A minimum of 313,000 Rohingya have invaded Bangladesh since 25 August, when Rohingya insurgent policemen assaulted and persuaded Myanmar's army to exterminate the insurgency with so-called "evacuation operations". UN Head of the UN said that the brutality and unfairness the Rohingya Ethnic Minorities face in Myanmar - where UN law enforcement agencies have been excluded from entering the country - "seems to be a model book for ethnocleans.
" "Myanmar's Myanmar administration should stop claiming that the Rohingya are burning their own houses and devastating their own villages," Zeid Ra'ad al-Hussein said in Geneva on Monday, describing it as a "complete rejection of reality". "Meanwhile, a Rohingya man in Myanmar said the police had reached Pa Din on Monday by launching weapons, starting new fire in houses and sending away several hundred Rohingya.
"The villagers were afraid and ran out of the village," said the villagers, talking on an anonymous basis for his own security. The Myanmar P.D. denied that the homes were burnt by what they named Bengalesesters. Many in Myanmar use this word scornfully to describe the Rohingya who emigrated from neighbouring Bangladesh despite the fact that many Rohingya family have been living in Myanmar for generation.
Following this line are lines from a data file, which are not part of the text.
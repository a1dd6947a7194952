use anyhow::Context;
use clap::{Parser, Subcommand};

use libris_app::modules::books::catalog::{GoogleBooksClient, VolumeSource};
use libris_app::modules::books::models::BookCard;
use libris_app::modules::reviews::ranking::star_glyphs;
use libris_app::utils::pagination::{compute_page_window, PageEntry, PageWindow, PaginationState};
use libris_kernel::settings::Settings;

#[derive(Debug, Parser)]
#[command(name = "libris", version, about = "Book search and review service")]
struct Cli {
    #[command(subcommand)]
    command: Command,
}

#[derive(Debug, Subcommand)]
enum Command {
    /// Run the HTTP server
    Serve,

    /// Search the book catalog and print one page of results
    Search {
        /// Free-text query
        query: String,

        /// Page to show (1-indexed)
        #[arg(short, long, default_value_t = 1)]
        page: u32,
    },

    /// Print the page controls for a result set
    Pages {
        /// Total number of items
        #[arg(long, allow_negative_numbers = true)]
        total: i64,

        /// Items shown per page
        #[arg(long, default_value_t = 20, allow_negative_numbers = true)]
        per_page: i64,

        /// Current page (1-indexed)
        #[arg(long, default_value_t = 1)]
        page: u32,
    },

    /// Print the star glyphs for a rating
    Stars {
        /// Rating between 0 and 5
        #[arg(value_parser = clap::value_parser!(u8).range(0..=5))]
        rating: u8,
    },
}

#[tokio::main]
async fn main() -> anyhow::Result<()> {
    let cli = Cli::parse();

    match cli.command {
        Command::Serve => {
            let settings = load_settings()?;
            libris_telemetry::init(&settings.telemetry)?;
            tracing::info!(env = ?settings.environment, "libris serve starting");
            libris_app::serve(settings).await
        }
        Command::Search { query, page } => {
            let settings = load_settings()?;
            libris_telemetry::init(&settings.telemetry)?;
            search(&settings, &query, page).await
        }
        Command::Pages {
            total,
            per_page,
            page,
        } => {
            println!("{}", render_window(compute_page_window(page, total, per_page)));
            Ok(())
        }
        Command::Stars { rating } => {
            println!("{}", star_glyphs(rating));
            Ok(())
        }
    }
}

fn load_settings() -> anyhow::Result<Settings> {
    Settings::load().with_context(|| "failed to load LIBRIS settings")
}

async fn search(settings: &Settings, query: &str, page: u32) -> anyhow::Result<()> {
    let client = GoogleBooksClient::new(&settings.catalog).context("failed to build catalog client")?;
    let per_page = settings.catalog.page_size();
    let state = PaginationState::new(page.max(1), 0, i64::from(per_page));

    let results = client
        .search(query, state.start_index(), per_page)
        .await
        .with_context(|| format!("search for '{}' failed", query))?;

    if results.books.is_empty() {
        println!("No books found for '{}'", query);
        return Ok(());
    }

    for book in &results.books {
        let card = BookCard::from(book);
        let year = card
            .published_year
            .map(|year| format!(" ({})", year))
            .unwrap_or_default();
        println!("{:<14} {}{}", card.id, card.title, year);
        if !card.authors_line.is_empty() {
            println!("{:<14} by {}", "", card.authors_line);
        }
    }

    let total_items = i64::try_from(results.total_items).unwrap_or(i64::MAX);
    let served = PaginationState::new(state.current_page, total_items, i64::from(per_page));
    println!();
    println!("{}", render_window(served.window()));
    Ok(())
}

/// One-line rendering of the page controls, e.g. `< 1 … 3 4 [5] 6 7 … 25 >`.
/// Disabled arrows are replaced with `-`.
fn render_window(window: Option<PageWindow>) -> String {
    let Some(window) = window else {
        return "single page".to_string();
    };

    let mut parts = Vec::with_capacity(window.entries.len() + 2);
    parts.push(if window.has_previous { "<" } else { "-" }.to_string());
    for entry in &window.entries {
        parts.push(match entry {
            PageEntry::Page(page) if *page == window.current_page => format!("[{}]", page),
            PageEntry::Page(page) => page.to_string(),
            PageEntry::Ellipsis => "…".to_string(),
        });
    }
    parts.push(if window.has_next { ">" } else { "-" }.to_string());
    parts.join(" ")
}

#[cfg(test)]
mod tests {
    use super::*;

    #[test]
    fn cli_definition_is_consistent() {
        use clap::CommandFactory;
        Cli::command().debug_assert();
    }

    #[test]
    fn renders_both_ellipses() {
        assert_eq!(
            render_window(compute_page_window(12, 500, 20)),
            "< 1 … 10 11 [12] 13 14 … 25 >"
        );
    }

    #[test]
    fn renders_disabled_boundaries() {
        assert_eq!(render_window(compute_page_window(1, 100, 20)), "- [1] 2 3 4 5 >");
        assert_eq!(render_window(compute_page_window(5, 100, 20)), "< 1 2 3 4 [5] -");
    }

    #[test]
    fn renders_single_page() {
        assert_eq!(render_window(compute_page_window(1, 10, 20)), "single page");
    }
}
In Bangladesh, it said it would release 2,000 acres for a new warehouse in Cox's Bazar to protect the new Rohingya. The Kutupalong and other Rohingya bearings were already overburdened. The relief organizations are overpowered by the flow of Rohingya, many of whom arrive starving and traumatised after having walked through the jungle for a few day or having been packaged in shaky wood craft in Bangladesh in their quest for security.
There are many who tell similar tales of Myanmar troops shooting randomly at their communities, burn down their houses and warn them to walk or not. Over the last two wards, the Cox' Bazar Regional Hospitals have been overpowered by the Rohingya patient population, and 80 have arrived with bullet and severe infection in the last two wards.
Three Rohingya were injured in landmine explosions and tens of them were killed by drowning when vessels went overboard during the crossing. Myanmar's officials said more than a weeks ago that about 400 Rohingya - mostly rebels - had been killed in troopers.
In Myanmar, Rohingya was discriminated against and persecuted for many years and refused nationality despite centuries-old Rakhine County. Prior to August 25, Bangladesh had already taken in more than 100,000 Rohingya, who came to Myanmar after violent anti-Muslim riots in 2012 or under previous chases.